Sunday, October 28, 2018

sex, sex, sex

Actually, this has nothing to do with sex

     Well, just a little.
      I was reading the Sunday Trib when an article on a northern suburban restaurant caught my eye.
     It's a barbecue joint, and it is run by a church.  The church preaches love, yada yada yada and some members worship in the nude.
     That's right.  In the buff.  Neked.  Sans clothes. 
     They evidently turn down the lights in the church, which is adjacent to the barbecue joint.
     And they stressed they never conduct worship activities in the restaurant.     That is a comfort, knowing that your brisket hasn't been served on a plate some naked body sat on.
       EEEYEEW!!!    What's that brown streak?  Never mind, it's sauce.
       Understandably, some Wauconda residents are upset.  (Please note:  This is not the Black Panthers Wakanda, and yes, I looked up the spelling.)

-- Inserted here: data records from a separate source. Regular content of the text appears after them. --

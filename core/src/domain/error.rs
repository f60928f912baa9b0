use super::vote_type::VoteType;

/// Coarse classification a caller can use to decide how to react to a
/// [`VoteError`] without matching on every variant — mirrors the
/// status-class split `FederationError::status_code()` exposes for HTTP,
/// kept framework-free since this crate has no REST surface.
#[derive(Debug, Clone, Copy, PartialEq, Eq)]
pub enum ErrorClass {
    BadRequest,
    NotFound,
    Conflict,
    Internal,
}

#[derive(Debug, thiserror::Error)]
pub enum VoteError {
    #[error("validation error: {0}")]
    Validation(String),

    #[error("vote not found")]
    VoteNotFound,

    #[error("vote already has this value")]
    VoteDuplicate,

    #[error("vote type change from `{from}` to `{to}` is not allowed")]
    WrongVote { from: VoteType, to: VoteType },
}

impl VoteError {
    pub fn class(&self) -> ErrorClass {
        match self {
            VoteError::Validation(_) => ErrorClass::BadRequest,
            VoteError::VoteNotFound => ErrorClass::NotFound,
            VoteError::VoteDuplicate => ErrorClass::BadRequest,
            VoteError::WrongVote { .. } => ErrorClass::BadRequest,
        }
    }
}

    Several called the Naked Apostles, a branch of the BBQ running religious group, disturbing.  But the NA maintains it is a nonsexual religious practice for adults.  They do have a healing portion that includes hands on, but that could be another topic.

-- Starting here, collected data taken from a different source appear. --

//! Repositories translate domain aggregates to and from the [`crate::kvs`]
//! port. Each repository owns the attribute-name mapping for its table and
//! the conditional-update predicates that implement optimistic concurrency;
//! the domain layer above never sees raw [`crate::kvs::Item`]s.

pub mod counters;
pub mod romance;

pub use counters::CountersRepository;
pub use romance::RomanceRepository;

/// Errors a repository surfaces to the operations layer. `VersionConflict`
/// is the one variant operations are expected to retry on; `Domain` carries
/// a validation failure the repository itself caught (e.g. changing a vote
/// that doesn't exist yet) so callers can match on it the same way they
/// would any other [`crate::domain::VoteError`]; everything else is a
/// passthrough backend failure.
#[derive(Debug, thiserror::Error)]
pub enum RepoError {
    #[error("version conflict")]
    VersionConflict,
    #[error(transparent)]
    Domain(#[from] crate::domain::VoteError),
    #[error("backend error: {0}")]
    Backend(String),
}

impl From<crate::kvs::KvsError> for RepoError {
    fn from(err: crate::kvs::KvsError) -> Self {
        match err {
            crate::kvs::KvsError::ConditionalCheckFailed => RepoError::VersionConflict,
            crate::kvs::KvsError::NotFound => RepoError::Backend("item not found".to_string()),
            crate::kvs::KvsError::Backend(msg) => RepoError::Backend(msg),
        }
    }
}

     The  members say they are just practicing their religion, which is a right under the first amendment.
     So I have found a way to make money off this.
     I should advertise that I will attend some of the services for $500 per service.       Once I attend, I am sure the group will hastily disband after gouging out their eyes.
      You see, everyone's a winner.  Except the folks with their eyes gouged out.  but maybe they could start another sect.
     And people say it's a strange world out there....
     Good night.  Think peaceful thoughts and spread some love in our world tomorrow.
     But do it with your clothes on, please.